BRIEF
From the first record to the last, write out each one exactly.

INFORMATION PROVIDED

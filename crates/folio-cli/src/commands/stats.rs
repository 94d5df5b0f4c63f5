use std::time::Duration;

use anyhow::Result;
use folio_config::Settings;
use folio_core::StatsSnapshot;
use folio_engine::Studio;
use folio_sources::{FileSource, GitHubOptions, GitHubSource, StatsSource};

use crate::cli::StatsCommands;
use crate::commands::expect_success;

pub async fn handle(cmd: StatsCommands, studio: &Studio, settings: &Settings) -> Result<()> {
    match cmd {
        StatsCommands::Show => show(studio),
        StatsCommands::Sync { from } => {
            let source: Box<dyn StatsSource> = match from {
                Some(path) => Box::new(FileSource::new(path)),
                None => Box::new(GitHubSource::new(GitHubOptions {
                    api_url: settings.github.api_url.clone(),
                    token: settings.github.token()?,
                    per_page: settings.github.per_page,
                    commit_scan_limit: settings.github.commit_scan_limit,
                    timeout: Duration::from_secs(settings.github.timeout_secs),
                })?),
            };
            sync(studio, source.as_ref()).await
        }
    }
}

fn show(studio: &Studio) -> Result<()> {
    let state = studio.stats().state();
    if let Some(error) = &state.error {
        println!("Last error: {}", error);
    }
    match &state.snapshot {
        Some(snapshot) => print_snapshot(snapshot),
        None => println!("No stats cached. Run `folio stats sync` first."),
    }
    Ok(())
}

async fn sync(studio: &Studio, source: &dyn StatsSource) -> Result<()> {
    println!("Syncing stats from {}...", source.name());
    let snapshot = expect_success(studio.sync_stats(source).await, "Stats sync")?;
    println!("✓ Stats synced");
    print_snapshot(&snapshot);
    Ok(())
}

fn print_snapshot(snapshot: &StatsSnapshot) {
    println!("Repositories:   {}", snapshot.repository_count);
    println!("Stars:          {}", snapshot.total_stars);
    println!("Forks:          {}", snapshot.total_forks);
    println!("Commits:        {}", snapshot.total_commits);
    println!("Recent commits: {}", snapshot.recent_commits);
    if let Some(synced_at) = snapshot.synced_at {
        println!("Synced at:      {}", synced_at);
    }

    if !snapshot.languages.is_empty() {
        let mut languages: Vec<(&String, &f64)> = snapshot.languages.iter().collect();
        languages.sort_by(|a, b| b.1.total_cmp(a.1).then_with(|| a.0.cmp(b.0)));
        println!("\nLanguages:");
        for (language, share) in languages {
            println!("  {:<16} {:>5.1}%", language, share);
        }
    }
}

ANSWER SECTION
filename crates/folio-cli/src/commands/stats.rs
repository 94d5df5b0f4c63f5
use std::time::Duration;

use anyhow::Result;
use folio_config::Settings;
use folio_core::StatsSnapshot;
use folio_engine::Studio;
use folio_sources::{FileSource, GitHubOptions, GitHubSource, StatsSource};

use crate::cli::StatsCommands;
use crate::commands::expect_success;

pub async fn handle(cmd: StatsCommands, studio: &Studio, settings: &Settings) -> Result<()> {
    match cmd {
        StatsCommands::Show => show(studio),
        StatsCommands::Sync { from } => {
            let source: Box<dyn StatsSource> = match from {
                Some(path) => Box::new(FileSource::new(path)),
                None => Box::new(GitHubSource::new(GitHubOptions {
                    api_url: settings.github.api_url.clone(),
                    token: settings.github.token()?,
                    per_page: settings.github.per_page,
                    commit_scan_limit: settings.github.commit_scan_limit,
                    timeout: Duration::from_secs(settings.github.timeout_secs),
                })?),
            };
            sync(studio, source.as_ref()).await
        }
    }
}

fn show(studio: &Studio) -> Result<()> {
    let state = studio.stats().state();
    if let Some(error) = &state.error {
        println!("Last error: {}", error);
    }
    match &state.snapshot {
        Some(snapshot) => print_snapshot(snapshot),
        None => println!("No stats cached. Run `folio stats sync` first."),
    }
    Ok(())
}

async fn sync(studio: &Studio, source: &dyn StatsSource) -> Result<()> {
    println!("Syncing stats from {}...", source.name());
    let snapshot = expect_success(studio.sync_stats(source).await, "Stats sync")?;
    println!("✓ Stats synced");
    print_snapshot(&snapshot);
    Ok(())
}

fn print_snapshot(snapshot: &StatsSnapshot) {
    println!("Repositories:   {}", snapshot.repository_count);
    println!("Stars:          {}", snapshot.total_stars);
    println!("Forks:          {}", snapshot.total_forks);
    println!("Commits:        {}", snapshot.total_commits);
    println!("Recent commits: {}", snapshot.recent_commits);
    if let Some(synced_at) = snapshot.synced_at {
        println!("Synced at:      {}", synced_at);
    }

    if !snapshot.languages.is_empty() {
        let mut languages: Vec<(&String, &f64)> = snapshot.languages.iter().collect();
        languages.sort_by(|a, b| b.1.total_cmp(a.1).then_with(|| a.0.cmp(b.0)));
        println!("\nLanguages:");
        for (language, share) in languages {
            println!("  {:<16} {:>5.1}%", language, share);
        }
    }
}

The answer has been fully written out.